_Task brief:_ Determine the number of lines in these entries that hold the word "MetadataRecord". Give the number and nothing more.

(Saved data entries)
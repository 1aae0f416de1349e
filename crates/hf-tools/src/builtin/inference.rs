//! Inference tools: hosted API and locally loaded models

use async_trait::async_trait;
use hf_core::{Error, Result, ToolOutput};
use hf_hub::GenerationParams;
use serde::Deserialize;
use serde_json::{json, Map, Value};
use tracing::debug;

use crate::context::ToolContext;
use crate::schema::{FieldSpec, FieldType, InputSpec};
use crate::tool::{parse_args, Tool};

const DEFAULT_MAX_LENGTH: usize = 50;

pub struct InferenceApiTool {
    ctx: ToolContext,
}

impl InferenceApiTool {
    pub fn new(ctx: ToolContext) -> Self {
        Self { ctx }
    }
}

#[derive(Deserialize)]
struct InferenceArgs {
    model_id: String,
    inputs: String,
    #[serde(default)]
    parameters: Option<Map<String, Value>>,
}

#[async_trait]
impl Tool for InferenceApiTool {
    fn name(&self) -> &str {
        "inference_api_run"
    }

    fn description(&self) -> &str {
        "Run inference using Hugging Face Inference API"
    }

    fn category(&self) -> &str {
        "inference"
    }

    fn input_spec(&self) -> InputSpec {
        InputSpec::new()
            .field(FieldSpec::required("model_id", FieldType::String, "Model ID on Hugging Face Hub"))
            .field(FieldSpec::required("inputs", FieldType::String, "Input text or data"))
            .field(FieldSpec::optional(
                "parameters",
                FieldType::Object,
                "Optional parameters for inference",
            ))
    }

    async fn execute(&self, input: Value) -> Result<ToolOutput> {
        let args: InferenceArgs = parse_args(input)?;
        let parameters = args.parameters.map(Value::Object);
        let timeout = self.ctx.config.call_timeout();

        debug!(model_id = %args.model_id, "Hosted inference");
        let result = self
            .ctx
            .remote(
                &format!("inference {}", args.model_id),
                self.ctx
                    .inference
                    .invoke(&args.model_id, &args.inputs, parameters.as_ref(), timeout),
            )
            .await?;

        let pretty = serde_json::to_string_pretty(&result)?;
        Ok(ToolOutput::text(format!("Inference result:\n```json\n{}\n```", pretty))
            .with_structured(result))
    }
}

pub struct LocalInferenceTool {
    ctx: ToolContext,
}

impl LocalInferenceTool {
    pub fn new(ctx: ToolContext) -> Self {
        Self { ctx }
    }
}

#[derive(Deserialize)]
struct LocalInferenceArgs {
    model_id: String,
    inputs: String,
    #[serde(default)]
    max_length: Option<usize>,
}

#[async_trait]
impl Tool for LocalInferenceTool {
    fn name(&self) -> &str {
        "local_inference"
    }

    fn description(&self) -> &str {
        "Run inference on locally loaded model"
    }

    fn category(&self) -> &str {
        "inference"
    }

    fn input_spec(&self) -> InputSpec {
        InputSpec::new()
            .field(FieldSpec::required("model_id", FieldType::String, "Loaded model ID"))
            .field(FieldSpec::required("inputs", FieldType::String, "Input text"))
            .field(
                FieldSpec::optional("max_length", FieldType::Integer, "Maximum generated length")
                    .with_default(json!(DEFAULT_MAX_LENGTH)),
            )
    }

    async fn execute(&self, input: Value) -> Result<ToolOutput> {
        let args: LocalInferenceArgs = parse_args(input)?;
        let max_length = args.max_length.unwrap_or(DEFAULT_MAX_LENGTH);
        if max_length == 0 {
            return Err(Error::invalid_arguments("max_length must be positive"));
        }

        // The handle stays valid for this call even if it is evicted meanwhile
        let handle = self
            .ctx
            .models
            .get(&args.model_id)
            .ok_or_else(|| Error::not_loaded(&args.model_id))?;

        let params = GenerationParams {
            max_length,
            ..GenerationParams::default()
        };
        let text = handle.generate(&args.inputs, &params).await?;

        Ok(ToolOutput::text(format!("Local inference result:\n{}", text)).with_structured(json!({
            "model_id": handle.id(),
            "task": handle.task(),
            "output": text,
        })))
    }
}
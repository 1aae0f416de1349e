//! Capability registry
//!
//! Built once at startup from a declaration-ordered list of tools and the
//! process configuration, then shared read-only. Each tool's enabled
//! predicate is evaluated during `build` and never again.

use futures::FutureExt;
use hf_core::{BrokerConfig, Error, Result, ToolOutput};
use serde::{Deserialize, Serialize};
use serde_json::Value;
use std::collections::{BTreeMap, HashMap};
use std::panic::AssertUnwindSafe;
use std::sync::atomic::{AtomicU64, Ordering};
use tracing::{debug, error, info, warn};

use crate::tool::{BoxedTool, CapabilityDescriptor};

struct RegisteredTool {
    tool: BoxedTool,
    descriptor: CapabilityDescriptor,
}

/// Statistics about the registry
#[derive(Debug, Clone, Default, Serialize, Deserialize)]
pub struct RegistryStats {
    pub total_registered: usize,
    pub enabled: usize,
    pub total_calls: u64,
    pub rejected_calls: u64,
    pub failed_calls: u64,
    /// Enabled tools per category
    pub categories: BTreeMap<String, usize>,
}

#[derive(Default)]
pub struct ToolRegistryBuilder {
    tools: Vec<BoxedTool>,
}

impl ToolRegistryBuilder {
    pub fn new() -> Self {
        Self::default()
    }

    /// Append a tool. Registration order is listing order.
    pub fn register(mut self, tool: BoxedTool) -> Self {
        self.tools.push(tool);
        self
    }

    pub fn register_all(mut self, tools: impl IntoIterator<Item = BoxedTool>) -> Self {
        self.tools.extend(tools);
        self
    }

    /// Freeze the tool list, resolving every enabled predicate against
    /// `config`. Fails on duplicate names.
    pub fn build(self, config: &BrokerConfig) -> Result<ToolRegistry> {
        let mut entries = Vec::with_capacity(self.tools.len());
        let mut index = HashMap::with_capacity(self.tools.len());

        for tool in self.tools {
            let name = tool.name().to_string();
            if index.insert(name.clone(), entries.len()).is_some() {
                return Err(Error::internal(format!("tool '{}' registered twice", name)));
            }

            let enabled = (tool.enabled_when())(config);
            if !enabled {
                debug!(tool = %name, "Tool disabled by configuration");
            }
            let descriptor = CapabilityDescriptor {
                name,
                description: tool.description().to_string(),
                input_schema: tool.input_spec().to_json_schema(),
                category: tool.category().to_string(),
                enabled,
            };
            entries.push(RegisteredTool { tool, descriptor });
        }

        let registry = ToolRegistry {
            entries,
            index,
            total_calls: AtomicU64::new(0),
            rejected_calls: AtomicU64::new(0),
            failed_calls: AtomicU64::new(0),
        };
        info!(
            registered = registry.entries.len(),
            enabled = registry.list_tools().len(),
            "Tool registry built"
        );
        Ok(registry)
    }
}

/// Immutable tool registry
pub struct ToolRegistry {
    entries: Vec<RegisteredTool>,
    index: HashMap<String, usize>,
    total_calls: AtomicU64,
    rejected_calls: AtomicU64,
    failed_calls: AtomicU64,
}

impl ToolRegistry {
    pub fn builder() -> ToolRegistryBuilder {
        ToolRegistryBuilder::new()
    }

    /// Enabled tools in declaration order
    pub fn list_tools(&self) -> Vec<&CapabilityDescriptor> {
        self.entries
            .iter()
            .map(|e| &e.descriptor)
            .filter(|d| d.enabled)
            .collect()
    }

    /// Every registered tool, enabled or not
    pub fn descriptors(&self) -> Vec<&CapabilityDescriptor> {
        self.entries.iter().map(|e| &e.descriptor).collect()
    }

    pub fn descriptor(&self, name: &str) -> Option<&CapabilityDescriptor> {
        self.index.get(name).map(|&i| &self.entries[i].descriptor)
    }

    pub fn is_enabled(&self, name: &str) -> bool {
        self.descriptor(name).is_some_and(|d| d.enabled)
    }

    pub fn len(&self) -> usize {
        self.entries.len()
    }

    pub fn is_empty(&self) -> bool {
        self.entries.is_empty()
    }

    /// Route a call: `UnknownTool`, then `Disabled`, then argument checks.
    pub fn resolve(&self, name: &str, arguments: &Value) -> Result<&BoxedTool> {
        let entry = self
            .index
            .get(name)
            .map(|&i| &self.entries[i])
            .ok_or_else(|| Error::unknown_tool(name))?;

        if !entry.descriptor.enabled {
            return Err(Error::disabled(name));
        }
        entry.tool.input_spec().validate(arguments)?;
        Ok(&entry.tool)
    }

    /// Validate and run a tool. Handler failures, panics included, come
    /// back as errors; nothing here takes the process down.
    pub async fn call(&self, name: &str, arguments: Value) -> Result<ToolOutput> {
        self.total_calls.fetch_add(1, Ordering::Relaxed);

        let tool = match self.resolve(name, &arguments) {
            Ok(tool) => tool,
            Err(e) => {
                self.rejected_calls.fetch_add(1, Ordering::Relaxed);
                warn!(tool = %name, code = e.code(), error = %e, "Tool call rejected");
                return Err(e);
            }
        };

        debug!(tool = %name, "Executing tool");
        let result = match AssertUnwindSafe(tool.execute(arguments)).catch_unwind().await {
            Ok(result) => result,
            Err(panic) => {
                let message = panic
                    .downcast_ref::<&str>()
                    .map(|s| s.to_string())
                    .or_else(|| panic.downcast_ref::<String>().cloned())
                    .unwrap_or_else(|| "handler panicked".to_string());
                error!(tool = %name, panic = %message, "Tool handler panicked");
                Err(Error::internal(format!("tool '{}' panicked: {}", name, message)))
            }
        };

        if let Err(e) = &result {
            self.failed_calls.fetch_add(1, Ordering::Relaxed);
            warn!(tool = %name, code = e.code(), error = %e, "Tool call failed");
        }
        result
    }

    pub fn stats(&self) -> RegistryStats {
        let mut categories = BTreeMap::new();
        for descriptor in self.list_tools() {
            *categories.entry(descriptor.category.clone()).or_insert(0) += 1;
        }
        RegistryStats {
            total_registered: self.entries.len(),
            enabled: self.entries.iter().filter(|e| e.descriptor.enabled).count(),
            total_calls: self.total_calls.load(Ordering::Relaxed),
            rejected_calls: self.rejected_calls.load(Ordering::Relaxed),
            failed_calls: self.failed_calls.load(Ordering::Relaxed),
            categories,
        }
    }
}
impl ModelCache {
    /// Create an empty cache. A zero capacity is treated as one.
    pub fn new(
        runtime: Arc<dyn ModelRuntime>,
        metadata: Arc<MetadataCache>,
        capacity: usize,
        load_timeout: Duration,
    ) -> Self {
        Self {
            runtime,
            metadata,
            capacity: capacity.max(1),
            load_timeout,
            state: Mutex::new(CacheState {
                resident: LruCache::unbounded(),
                in_flight: HashMap::new(),
                next_seq: 0,
                stats: CacheStats::default(),
            }),
        }
    }

    // Critical sections never panic part-way, so a poisoned lock still
    // holds consistent state.
    fn state(&self) -> MutexGuard<'_, CacheState> {
        self.state.lock().unwrap_or_else(PoisonError::into_inner)
    }

    /// Return the resident handle for `model_id`, loading it if needed.
    ///
    /// An already resident model is returned unchanged even when `task`
    /// differs from the task it was loaded for.
    pub async fn ensure_loaded(&self, model_id: &str, task: TaskKind) -> Result<Arc<ModelHandle>> {
        self.load(model_id, task).await.map(|outcome| outcome.handle)
    }

    /// Like [`ensure_loaded`](Self::ensure_loaded), also reporting whether
    /// the model was already resident and what was evicted.
    pub async fn load(&self, model_id: &str, task: TaskKind) -> Result<LoadOutcome> {
        let flight = {
            let mut state = self.state();
            if let Some(handle) = state.resident.peek(model_id).cloned() {
                state.stats.hits += 1;
                debug!(model_id = %model_id, "Model cache hit");
                return Ok(LoadOutcome {
                    handle,
                    already_loaded: true,
                    evicted: None,
                });
            }
            state.stats.misses += 1;

            let flight = state
                .in_flight
                .entry(model_id.to_string())
                .or_insert_with(|| {
                    Arc::new(InFlight {
                        cell: OnceCell::new(),
                        victim: Mutex::new(None),
                    })
                });
            Arc::clone(flight)
        };

        let loaded = flight
            .cell
            .get_or_init(|| self.load_and_insert(model_id, task, &flight))
            .await
            .clone();

        let victim = flight
            .victim
            .lock()
            .unwrap_or_else(PoisonError::into_inner)
            .take();
        if let Some(victim) = victim {
            self.release_victim(victim).await;
        }
        let loaded = loaded?;

        Ok(LoadOutcome {
            handle: loaded.handle,
            already_loaded: false,
            evicted: loaded.evicted,
        })
    }

    /// Runs once per in-flight entry. Nothing is awaited once the handle is
    /// inserted, so a dropped caller either leaves the cache untouched or
    /// leaves the result published.
    async fn load_and_insert(
        &self,
        model_id: &str,
        task: TaskKind,
        flight: &Arc<InFlight>,
    ) -> Result<Loaded> {
        {
            let mut state = self.state();
            if let Some(handle) = state.resident.peek(model_id).cloned() {
                Self::finish_flight(&mut state, model_id, flight);
                debug!(model_id = %model_id, "Model became resident before its load started");
                return Ok(Loaded {
                    handle,
                    evicted: None,
                });
            }
        }

        info!(model_id = %model_id, task = %task, "Loading model");
        let result = self.materialize(model_id, task).await;

        let outcome = {
            let mut state = self.state();
            Self::finish_flight(&mut state, model_id, flight);

            match result {
                Ok(model) => {
                    assert!(
                        !state.resident.contains(model_id),
                        "model cache invariant violated: {} inserted twice",
                        model_id
                    );
                    let victim = if state.resident.len() >= self.capacity {
                        state.resident.pop_lru()
                    } else {
                        None
                    };

                    let handle = Arc::new(ModelHandle {
                        id: model_id.to_string(),
                        task,
                        model,
                        loaded_seq: state.next_seq,
                        loaded_at: Utc::now(),
                    });
                    state.next_seq += 1;
                    state.resident.push(model_id.to_string(), Arc::clone(&handle));
                    state.stats.loads += 1;
                    if victim.is_some() {
                        state.stats.evictions += 1;
                    }
                    Ok((handle, victim))
                }
                Err(e) => {
                    state.stats.failures += 1;
                    Err(e)
                }
            }
        };

        match outcome {
            Ok((handle, victim)) => {
                let evicted = victim.map(|(victim_id, victim_handle)| {
                    info!(model_id = %victim_id, "Evicted model to make room");
                    *flight.victim.lock().unwrap_or_else(PoisonError::into_inner) =
                        Some(victim_handle);
                    victim_id
                });
                info!(model_id = %model_id, seq = handle.loaded_seq, "Model loaded");
                Ok(Loaded { handle, evicted })
            }
            Err(e) => {
                warn!(model_id = %model_id, code = e.code(), error = %e, "Model load failed");
                Err(e)
            }
        }
    }

    /// Drop the in-flight entry for `model_id` if it still belongs to `flight`
    fn finish_flight(state: &mut CacheState, model_id: &str, flight: &Arc<InFlight>) {
        if state
            .in_flight
            .get(model_id)
            .is_some_and(|current| Arc::ptr_eq(current, flight))
        {
            state.in_flight.remove(model_id);
        }
    }

    /// Release an evicted payload on its own task so it completes even if
    /// the caller is dropped mid-release.
    async fn release_victim(&self, victim: Arc<ModelHandle>) {
        let runtime = Arc::clone(&self.runtime);
        let model = Arc::clone(&victim.model);
        if let Err(e) = tokio::spawn(async move { runtime.release(model).await }).await {
            warn!(model_id = %victim.id, error = %e, "Releasing evicted model failed");
        }
    }

    async fn materialize(&self, model_id: &str, task: TaskKind) -> Result<BoxedModel> {
        self.metadata
            .get_or_fetch(RepoKind::Model, model_id)
            .await
            .map_err(|e| {
                if e.is_remote_missing() {
                    Error::not_found(format!("Model '{}' does not exist on the Hub", model_id))
                } else {
                    e
                }
            })?;

        match tokio::time::timeout(self.load_timeout, self.runtime.materialize(model_id, task)).await {
            Ok(Ok(model)) => Ok(model),
            Ok(Err(e)) => Err(e.into_error(model_id)),
            Err(_) => Err(Error::load_failed(
                model_id,
                format!("materialization did not finish within {:?}", self.load_timeout),
            )),
        }
    }

    /// Resident handle, if any. Never loads.
    pub fn get(&self, model_id: &str) -> Option<Arc<ModelHandle>> {
        self.state().resident.peek(model_id).cloned()
    }

    /// Unload `model_id`. Returns false when it was not resident.
    pub async fn evict(&self, model_id: &str) -> bool {
        let removed = self.state().resident.pop(model_id);
        match removed {
            Some(handle) => {
                self.runtime.release(Arc::clone(&handle.model)).await;
                info!(model_id = %model_id, "Unloaded model");
                true
            }
            None => {
                debug!(model_id = %model_id, "Unload requested for model that is not resident");
                false
            }
        }
    }

    /// Unload everything, oldest first.
    pub async fn clear(&self) {
        let drained: Vec<Arc<ModelHandle>> = {
            let mut state = self.state();
            std::iter::from_fn(|| state.resident.pop_lru().map(|(_, h)| h)).collect()
        };
        for handle in drained {
            self.runtime.release(Arc::clone(&handle.model)).await;
            info!(model_id = %handle.id, "Unloaded model");
        }
    }

    pub fn count(&self) -> usize {
        self.state().resident.len()
    }

    pub fn capacity(&self) -> usize {
        self.capacity
    }

    pub fn is_loading(&self, model_id: &str) -> bool {
        self.state().in_flight.contains_key(model_id)
    }

    /// Resident handles, next victim first
    pub fn resident(&self) -> Vec<Arc<ModelHandle>> {
        self.state()
            .resident
            .iter()
            .rev()
            .map(|(_, handle)| Arc::clone(handle))
            .collect()
    }

    pub fn resident_ids(&self) -> Vec<String> {
        self.resident().iter().map(|h| h.id.clone()).collect()
    }

    pub fn stats(&self) -> CacheStats {
        self.state().stats
    }
}
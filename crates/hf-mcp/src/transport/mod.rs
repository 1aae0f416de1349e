//! Transport Layer
//!
//! - Stdio (newline-delimited JSON-RPC on stdin/stdout)
//! - HTTP (`POST /mcp`, `GET /health`)

mod http;
mod stdio;

pub use http::{router, HttpTransport};
pub use stdio::StdioTransport;

use anyhow::Result;
use serde_json::Value;
use std::sync::Arc;

/// Anything that can answer MCP requests
#[async_trait::async_trait]
pub trait McpHandler: Send + Sync {
    /// `None` for notifications
    async fn handle_request(&self, request: crate::McpRequest) -> Option<crate::McpResponse>;

    async fn health(&self) -> Value {
        serde_json::json!({ "status": "ok" })
    }
}

/// Transport trait - implement for new transport types
#[async_trait::async_trait]
pub trait Transport: Send + Sync {
    /// Serve requests until the peer goes away
    async fn serve<H: McpHandler + 'static>(self, handler: Arc<H>) -> Result<()>;
}

#[async_trait::async_trait]
impl McpHandler for crate::McpServer {
    async fn handle_request(&self, request: crate::McpRequest) -> Option<crate::McpResponse> {
        crate::McpServer::handle_request(self, request).await
    }

    async fn health(&self) -> Value {
        self.status().await
    }
}
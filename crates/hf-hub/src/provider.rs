//! Collaborator traits
//!
//! The broker core only talks to the outside world through these seams.
//! Each has an HTTP-backed implementation in this crate and a stub in
//! [`crate::testing`].

use async_trait::async_trait;
use hf_core::{MetadataRecord, RepoKind, TaskKind};
use serde::{Deserialize, Serialize};
use serde_json::Value;
use std::path::PathBuf;
use std::sync::Arc;
use std::time::Duration;

use crate::error::{HubError, RuntimeError};

/// Query for `HubApi::search`
#[derive(Debug, Clone, PartialEq, Eq, Serialize, Deserialize)]
pub struct SearchQuery {
    pub kind: RepoKind,
    pub search: Option<String>,
    /// Pipeline tag filter (models only)
    pub task: Option<String>,
    /// Library filter (models only)
    pub library: Option<String>,
    pub limit: usize,
}

impl SearchQuery {
    pub fn new(kind: RepoKind, limit: usize) -> Self {
        Self {
            kind,
            search: None,
            task: None,
            library: None,
            limit,
        }
    }

    pub fn with_search(mut self, search: impl Into<String>) -> Self {
        self.search = Some(search.into());
        self
    }

    pub fn with_task(mut self, task: Option<String>) -> Self {
        self.task = task;
        self
    }

    pub fn with_library(mut self, library: Option<String>) -> Self {
        self.library = library;
        self
    }
}

/// A single file to fetch from a Hub repository
#[derive(Debug, Clone, PartialEq, Eq)]
pub struct DownloadRequest {
    pub repo_id: String,
    pub kind: RepoKind,
    pub filename: String,
    pub revision: String,
    pub dest_dir: PathBuf,
}

impl DownloadRequest {
    pub fn new(
        repo_id: impl Into<String>,
        filename: impl Into<String>,
        dest_dir: impl Into<PathBuf>,
    ) -> Self {
        Self {
            repo_id: repo_id.into(),
            kind: RepoKind::Model,
            filename: filename.into(),
            revision: "main".to_string(),
            dest_dir: dest_dir.into(),
        }
    }

    pub fn with_kind(mut self, kind: RepoKind) -> Self {
        self.kind = kind;
        self
    }
}

/// A single file to commit to a Hub repository
#[derive(Debug, Clone, PartialEq, Eq)]
pub struct UploadRequest {
    pub repo_id: String,
    pub kind: RepoKind,
    pub local_path: PathBuf,
    pub path_in_repo: String,
    pub commit_message: String,
}

/// Sampling knobs for local generation
#[derive(Debug, Clone, PartialEq, Serialize, Deserialize)]
pub struct GenerationParams {
    pub max_length: usize,
    pub temperature: f32,
    pub do_sample: bool,
}

impl Default for GenerationParams {
    fn default() -> Self {
        Self {
            max_length: 50,
            temperature: 0.7,
            do_sample: true,
        }
    }
}

/// Read side of the Hub: metadata lookups, search and file downloads
#[async_trait]
pub trait HubApi: Send + Sync {
    /// Fetch one repository record. A missing repository is `HubError::NotFound`.
    async fn lookup(&self, kind: RepoKind, id: &str) -> Result<MetadataRecord, HubError>;

    async fn search(&self, query: &SearchQuery) -> Result<Vec<MetadataRecord>, HubError>;

    /// Download one file, returning where it was written.
    async fn download(&self, request: &DownloadRequest) -> Result<PathBuf, HubError>;
}

/// Hosted inference service
#[async_trait]
pub trait InferenceApi: Send + Sync {
    async fn invoke(
        &self,
        model_id: &str,
        inputs: &str,
        parameters: Option<&Value>,
        timeout: Duration,
    ) -> Result<Value, HubError>;
}

/// Repository write service; only wired up when a token is configured
#[async_trait]
pub trait RepoWriter: Send + Sync {
    /// Create a repository, returning its URL.
    async fn create_repo(
        &self,
        repo_id: &str,
        kind: RepoKind,
        private: bool,
    ) -> Result<String, HubError>;

    /// Commit one file, returning the commit URL.
    async fn upload_file(&self, request: &UploadRequest) -> Result<String, HubError>;
}

/// A materialized model: weights plus tokenizer/auxiliary state.
#[async_trait]
pub trait LoadedModel: Send + Sync {
    fn model_id(&self) -> &str;

    fn task(&self) -> TaskKind;

    async fn generate(&self, inputs: &str, params: &GenerationParams)
        -> Result<String, RuntimeError>;
}

pub type BoxedModel = Arc<dyn LoadedModel>;

/// Local model runtime
#[async_trait]
pub trait ModelRuntime: Send + Sync {
    /// Turn an identifier into a runnable payload. Expensive.
    async fn materialize(&self, model_id: &str, task: TaskKind) -> Result<BoxedModel, RuntimeError>;

    /// Called once when the cache drops its reference to a payload.
    ///
    /// Callers that still hold the payload keep it alive; the runtime must
    /// not invalidate it.
    async fn release(&self, model: BoxedModel);
}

_Written reply:_ 3